Dilansir dari laman detik news, Komnas Perempuan mencatat jumlah kasus kekerasan seksual pada Mei 2022-Desember 2023 mencapai 4.179 kasus. Laporan terbanyak diterima adalah Kekerasan Seksual Berbasis Elektronik (KSBE), diikuti oleh pelecehan seksual dan pemerkosaan.
Kasus kekerasan seksual tidak mengenal umur ataupun jenis kelamin. Kasus ini dapat menjadi pengalaman traumatis yang meninggalkan dampak mendalam, baik secara fisik maupun psikologis. Banyak korban kekerasan seksual mengalami trauma yang berkepanjangan, serta gangguan sindrom yang dapat mengganggu aktivitas dan kehidupan mereka.
Memahami berbagai jenis trauma yang bisa muncul akibat kekerasan seksual adalah langkah penting untuk memberikan dukungan yang tepat. Berikut ini adalah beberapa jenis trauma yang umum terjadi dan patut diwaspadai:
Sindrom Trauma Pemerkosaan atau Rape Trauma Syndrome (RTS) yang merupakan respon alami seseorang terhadap trauma akibat pemerkosaan. Beberapa gejala yang sering dialami oleh penderita seperti mudah terkejut, merasa takut, dan cemas.
Gangguan fisik juga dapat muncul seperti sulit tidur, mual, sakit kepala, dan muntah. Bahkan, banyak korban pemerkosaan yang mengalami Hypoactive Sexual Desire Disorder, yaitu gangguan menurunnya hasrat seksual atau keengganan untuk melakukan hubungan seksual.
Post-Traumatic Stress Disorder adalah gangguan mental yang dapat terjadi setelah seseorang mengalami atau menyaksikan peristiwa traumatis. Kondisi ini ditandai dengan perasaan takut, marah, bersalah, cemas, hingga kesedihan yang berlebihan. Trauma ini membuat penderitanya merasa terus-menerus dalam bahaya dan selalu waspada terhadap segala sesuatu, meskipun sebenarnya kemungkinan terjadinya ancaman tersebut sangat kecil.

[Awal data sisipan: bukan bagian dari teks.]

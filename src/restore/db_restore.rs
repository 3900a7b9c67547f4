// pgvault/src/restore/db_restore.rs
use async_trait::async_trait;
use sqlx::postgres::{PgConnectOptions, PgPoolOptions, PgSslMode};
use sqlx::{Executor, Pool, Postgres};
use std::path::PathBuf;
use std::str::FromStr;
use std::time::Duration;
use tokio::process::Command;
use tracing::info;

use crate::config::ConnectionConfig;
use crate::errors::Result;
use crate::storage::ObjectReader;
use crate::utils::{apply_connection_env, find_executable, process, quote_identifier};

/// Maintenance database used for administrative statements.
pub const ADMIN_DATABASE: &str = "postgres";

/// Administrative operations the conflict policies need on the target server.
#[async_trait]
pub trait TargetDatabase: Send + Sync {
    /// Base tables in schema `public` of `database`.
    async fn table_count(&self, database: &str) -> Result<i64>;
    async fn terminate_connections(&self, database: &str) -> Result<u64>;
    async fn drop_database(&self, database: &str) -> Result<()>;
    async fn create_database(&self, database: &str) -> Result<()>;
}

pub struct PgAdmin {
    connection: ConnectionConfig,
}

impl PgAdmin {
    pub fn new(connection: ConnectionConfig) -> Self {
        Self { connection }
    }

    fn options(&self, database: &str) -> Result<PgConnectOptions> {
        Ok(PgConnectOptions::new()
            .host(&self.connection.host)
            .port(self.connection.port)
            .username(&self.connection.user)
            .password(&self.connection.password)
            .database(database)
            .ssl_mode(PgSslMode::from_str(&self.connection.ssl_mode)?))
    }

    async fn pool(&self, database: &str) -> Result<Pool<Postgres>> {
        let pool = PgPoolOptions::new()
            .max_connections(1)
            .acquire_timeout(Duration::from_secs(30))
            .connect_with(self.options(database)?)
            .await?;
        Ok(pool)
    }
}

#[async_trait]
impl TargetDatabase for PgAdmin {
    async fn table_count(&self, database: &str) -> Result<i64> {
        let pool = self.pool(database).await?;
        let count: i64 = sqlx::query_scalar(
            "SELECT COUNT(*) FROM information_schema.tables \
             WHERE table_schema = 'public' AND table_type = 'BASE TABLE'",
        )
        .fetch_one(&pool)
        .await?;
        pool.close().await;
        Ok(count)
    }

    async fn terminate_connections(&self, database: &str) -> Result<u64> {
        let pool = self.pool(ADMIN_DATABASE).await?;
        let terminated = sqlx::query(
            "SELECT pg_terminate_backend(pid) FROM pg_stat_activity \
             WHERE datname = $1 AND pid <> pg_backend_pid()",
        )
        .bind(database)
        .fetch_all(&pool)
        .await?
        .len() as u64;
        pool.close().await;
        Ok(terminated)
    }

    async fn drop_database(&self, database: &str) -> Result<()> {
        let pool = self.pool(ADMIN_DATABASE).await?;
        // Simple query protocol: DROP/CREATE DATABASE refuse to run inside
        // the implicit transaction of a prepared statement batch.
        let sql = format!("DROP DATABASE IF EXISTS {}", quote_identifier(database));
        pool.execute(sql.as_str()).await?;
        pool.close().await;
        info!(database, "✓ database dropped");
        Ok(())
    }

    async fn create_database(&self, database: &str) -> Result<()> {
        let pool = self.pool(ADMIN_DATABASE).await?;
        let sql = format!("CREATE DATABASE {}", quote_identifier(database));
        pool.execute(sql.as_str()).await?;
        pool.close().await;
        info!(database, "✓ database created");
        Ok(())
    }
}

/// Replays a SQL stream into the target database.
#[async_trait]
pub trait Restorer: Send + Sync {
    async fn restore(
        &self,
        connection: &ConnectionConfig,
        input: ObjectReader,
        gunzip: bool,
        stop_on_error: bool,
    ) -> Result<u64>;
}

/// `psql` based restorer; the SQL arrives on stdin.
pub struct PsqlRestore {
    executable: PathBuf,
}

impl PsqlRestore {
    pub fn locate() -> Result<Self> {
        let executable = find_executable("psql")?;
        info!(path = %executable.display(), "found psql executable");
        Ok(Self { executable })
    }
}

pub fn psql_args(connection: &ConnectionConfig, stop_on_error: bool) -> Vec<String> {
    let mut args = vec![
        "-X".to_string(), // Do not read psqlrc
        "-q".to_string(),
        "--host".to_string(),
        connection.host.clone(),
        "--port".to_string(),
        connection.port.to_string(),
        "--username".to_string(),
        connection.user.clone(),
        "--dbname".to_string(),
        connection.database.clone(),
    ];
    if stop_on_error {
        args.push("-v".to_string());
        args.push("ON_ERROR_STOP=1".to_string());
    }
    args
}

#[async_trait]
impl Restorer for PsqlRestore {
    async fn restore(
        &self,
        connection: &ConnectionConfig,
        input: ObjectReader,
        gunzip: bool,
        stop_on_error: bool,
    ) -> Result<u64> {
        info!(
            host = %connection.host,
            database = %connection.database,
            gunzip,
            stop_on_error,
            "streaming dump into psql"
        );
        let mut command = Command::new(&self.executable);
        command.args(psql_args(connection, stop_on_error));
        apply_connection_env(&mut command, connection);
        process::pipe_into(command, "psql", input, gunzip).await
    }
}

Selain itu, PTSD dapat menyebabkan masalah kesehatan lainnya seperti gangguan makan, gangguan kecemasan umum, gangguan obsesif-kompulsif, dan penyalahgunaan zat. Trauma ini memiliki risiko yang cukup tinggi dan tidak mengenal usia berapapun. Serta dapat terjadi pada seseorang yang pernah mengalami kekerasan seksual.
Kekerasan seksual juga dapat mempengaruhi perilaku seseorang, salah satu yang terburuk adalah perilaku seksual yang tidak sehat. Bahkan penderita dapat melukai diri sendiri dan mengonsumsi obat-obatan.
Selain itu, perubahan perilaku ini juga bisa menyebabkan disosiasi. Disosiasi adalah bentuk pertahanan yang digunakan oleh otak untuk menghadapi trauma kekerasan seksual. Trauma ini seringkali muncul dalam bentuk amnesia parsial, berpindah-pindah tempat dan memiliki identitas baru, hingga terbentuknya kepribadian ganda.
Kondisi ini adalah jenis trauma yang dapat segera dikenali. Ditandai dengan cedera atau kerusakan tubuh yang terjadi sebagai akibat langsung dari tindakan kekerasan seksual. Jenis trauma ini bisa bervariasi, tergantung pada tingkat kekerasan dan kondisi individu yang mengalaminya.
Meliputi luka pada area genital, memar dan lecet, patah tulang atau cedera otot, infeksi atau penyakit menular seksual (IMS), trauma internal, hingga kehamilan yang tidak diinginkan. Trauma fisik seringkali disertai dengan trauma emosional dan psikologis, yang memerlukan penangan medis dan dukungan psikologis.
Salah satu dampak psikologis yang sering muncul sebagai akibat dari kekerasan seksual adalah depresi.. Kondisi ini mempengaruhi kesehatan mental dan emosional korban. Hal ini seringkali disertai dengan perasaan menyalahkan diri sendiri dan emosi negatif, seperti kesedihan, kemarahan, dan putus asa. Jika dibiarkan tanpa penanganan, depresi ini bisa memburuk, terutama jika tidak mendapatkan pengobatan yang sesuai.
Menangani trauma akibat kekerasan seksual memerlukan pendekatan yang menyeluruh dan dukungan yang tepat. Beberapa langkah yang dapat membantu dalam proses penyembuhan seperti:
Mencari bantuan profesional (terapi psikologis dan konseling trauma)
Dukungan sosial
Perawatan medis (pengobatan dan pemeriksaan kesehatan)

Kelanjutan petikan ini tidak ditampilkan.